[Stored data]
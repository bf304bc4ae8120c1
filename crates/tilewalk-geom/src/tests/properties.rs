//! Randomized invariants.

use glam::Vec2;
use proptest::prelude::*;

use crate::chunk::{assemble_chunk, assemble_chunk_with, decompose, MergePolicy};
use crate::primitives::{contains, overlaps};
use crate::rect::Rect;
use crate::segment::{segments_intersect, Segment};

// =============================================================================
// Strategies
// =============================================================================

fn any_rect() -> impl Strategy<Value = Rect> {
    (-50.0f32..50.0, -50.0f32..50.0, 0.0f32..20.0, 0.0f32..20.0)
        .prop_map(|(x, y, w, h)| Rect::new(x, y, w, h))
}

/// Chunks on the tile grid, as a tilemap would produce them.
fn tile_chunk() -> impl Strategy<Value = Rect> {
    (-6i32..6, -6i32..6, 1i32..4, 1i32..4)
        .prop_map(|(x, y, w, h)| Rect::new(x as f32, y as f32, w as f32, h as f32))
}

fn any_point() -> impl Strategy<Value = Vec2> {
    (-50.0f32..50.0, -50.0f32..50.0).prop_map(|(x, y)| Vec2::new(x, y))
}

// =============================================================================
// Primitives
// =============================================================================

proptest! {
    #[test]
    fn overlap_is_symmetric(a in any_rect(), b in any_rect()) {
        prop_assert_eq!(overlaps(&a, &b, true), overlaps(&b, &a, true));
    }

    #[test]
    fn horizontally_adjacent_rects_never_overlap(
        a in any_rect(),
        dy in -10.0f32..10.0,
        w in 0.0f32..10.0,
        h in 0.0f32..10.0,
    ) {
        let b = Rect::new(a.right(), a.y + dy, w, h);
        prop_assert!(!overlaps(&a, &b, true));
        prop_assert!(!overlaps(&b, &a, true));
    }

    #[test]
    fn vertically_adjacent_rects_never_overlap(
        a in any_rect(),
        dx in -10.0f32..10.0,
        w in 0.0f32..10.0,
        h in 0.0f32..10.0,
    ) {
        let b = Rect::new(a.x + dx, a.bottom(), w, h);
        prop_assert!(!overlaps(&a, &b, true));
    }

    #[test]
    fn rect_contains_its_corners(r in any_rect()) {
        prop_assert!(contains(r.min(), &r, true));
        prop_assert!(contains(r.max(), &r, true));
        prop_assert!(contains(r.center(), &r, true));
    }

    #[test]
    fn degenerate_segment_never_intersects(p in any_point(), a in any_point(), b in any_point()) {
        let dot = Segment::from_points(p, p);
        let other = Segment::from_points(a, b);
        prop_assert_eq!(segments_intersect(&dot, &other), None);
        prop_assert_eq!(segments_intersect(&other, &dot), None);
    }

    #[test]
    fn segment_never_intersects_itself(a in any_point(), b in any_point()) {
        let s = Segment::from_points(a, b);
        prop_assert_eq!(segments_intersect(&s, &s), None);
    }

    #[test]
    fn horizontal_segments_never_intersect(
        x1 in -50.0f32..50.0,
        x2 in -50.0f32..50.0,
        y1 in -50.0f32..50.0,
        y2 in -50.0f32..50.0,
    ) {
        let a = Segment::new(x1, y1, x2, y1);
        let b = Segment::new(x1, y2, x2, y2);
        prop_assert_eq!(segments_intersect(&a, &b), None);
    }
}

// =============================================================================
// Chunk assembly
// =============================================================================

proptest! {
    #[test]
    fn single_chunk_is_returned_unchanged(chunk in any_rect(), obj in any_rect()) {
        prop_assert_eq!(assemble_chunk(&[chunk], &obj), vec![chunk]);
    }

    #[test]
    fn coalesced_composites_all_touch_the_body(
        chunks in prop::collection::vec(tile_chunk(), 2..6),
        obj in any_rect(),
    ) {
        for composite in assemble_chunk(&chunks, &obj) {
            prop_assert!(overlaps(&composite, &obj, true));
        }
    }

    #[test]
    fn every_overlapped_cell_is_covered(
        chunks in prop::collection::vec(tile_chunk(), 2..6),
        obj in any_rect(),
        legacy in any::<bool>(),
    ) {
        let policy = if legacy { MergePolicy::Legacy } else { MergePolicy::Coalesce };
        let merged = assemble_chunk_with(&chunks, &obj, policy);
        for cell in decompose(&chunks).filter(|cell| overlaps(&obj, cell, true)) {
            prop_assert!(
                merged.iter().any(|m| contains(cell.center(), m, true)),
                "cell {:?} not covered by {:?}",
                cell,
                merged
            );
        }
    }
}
---
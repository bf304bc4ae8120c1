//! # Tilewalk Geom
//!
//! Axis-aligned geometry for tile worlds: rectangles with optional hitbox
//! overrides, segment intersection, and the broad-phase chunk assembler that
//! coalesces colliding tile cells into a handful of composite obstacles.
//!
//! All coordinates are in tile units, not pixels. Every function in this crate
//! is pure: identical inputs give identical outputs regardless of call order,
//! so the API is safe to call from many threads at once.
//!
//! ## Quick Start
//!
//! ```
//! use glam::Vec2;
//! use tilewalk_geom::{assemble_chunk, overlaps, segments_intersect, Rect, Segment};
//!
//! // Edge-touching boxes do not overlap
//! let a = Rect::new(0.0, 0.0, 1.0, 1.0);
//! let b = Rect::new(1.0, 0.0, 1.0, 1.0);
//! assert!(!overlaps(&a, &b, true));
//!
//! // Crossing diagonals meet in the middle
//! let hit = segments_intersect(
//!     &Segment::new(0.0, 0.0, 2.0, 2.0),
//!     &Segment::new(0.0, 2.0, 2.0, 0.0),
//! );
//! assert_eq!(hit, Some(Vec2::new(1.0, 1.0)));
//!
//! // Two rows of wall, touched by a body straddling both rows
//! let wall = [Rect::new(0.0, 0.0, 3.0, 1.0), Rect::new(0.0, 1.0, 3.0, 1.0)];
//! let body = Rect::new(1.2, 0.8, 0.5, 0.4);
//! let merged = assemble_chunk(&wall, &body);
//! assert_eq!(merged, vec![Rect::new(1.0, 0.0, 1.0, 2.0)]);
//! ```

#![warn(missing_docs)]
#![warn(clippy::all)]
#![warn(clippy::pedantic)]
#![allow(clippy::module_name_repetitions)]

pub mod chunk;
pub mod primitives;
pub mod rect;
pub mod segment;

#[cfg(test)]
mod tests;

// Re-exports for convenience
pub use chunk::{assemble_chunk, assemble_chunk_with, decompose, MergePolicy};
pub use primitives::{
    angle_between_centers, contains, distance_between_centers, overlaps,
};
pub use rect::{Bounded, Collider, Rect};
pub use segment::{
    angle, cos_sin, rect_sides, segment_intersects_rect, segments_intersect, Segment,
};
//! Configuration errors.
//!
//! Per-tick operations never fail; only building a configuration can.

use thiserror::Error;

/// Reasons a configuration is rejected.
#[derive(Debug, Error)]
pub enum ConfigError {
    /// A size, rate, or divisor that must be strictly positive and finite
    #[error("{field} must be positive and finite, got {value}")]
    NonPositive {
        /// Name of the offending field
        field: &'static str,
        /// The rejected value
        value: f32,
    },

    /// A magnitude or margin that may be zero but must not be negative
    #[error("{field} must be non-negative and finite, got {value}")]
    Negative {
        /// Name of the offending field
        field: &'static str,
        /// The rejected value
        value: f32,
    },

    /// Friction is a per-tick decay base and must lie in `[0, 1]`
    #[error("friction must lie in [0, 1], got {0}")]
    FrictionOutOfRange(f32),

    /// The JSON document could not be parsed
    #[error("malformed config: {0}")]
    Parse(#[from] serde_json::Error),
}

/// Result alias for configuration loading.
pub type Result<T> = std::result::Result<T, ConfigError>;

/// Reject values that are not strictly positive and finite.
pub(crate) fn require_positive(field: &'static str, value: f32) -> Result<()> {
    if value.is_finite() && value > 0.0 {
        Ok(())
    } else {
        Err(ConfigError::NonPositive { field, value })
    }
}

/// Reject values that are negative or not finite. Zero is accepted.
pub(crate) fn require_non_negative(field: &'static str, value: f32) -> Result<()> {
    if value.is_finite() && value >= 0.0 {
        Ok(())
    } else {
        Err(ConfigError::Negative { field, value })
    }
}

◆ Task item ◆
Look for the word "NonPositive" in the data, then return every line that contains it.

◆ Result of this task ◆
    NonPositive {
        Err(ConfigError::NonPositive { field, value })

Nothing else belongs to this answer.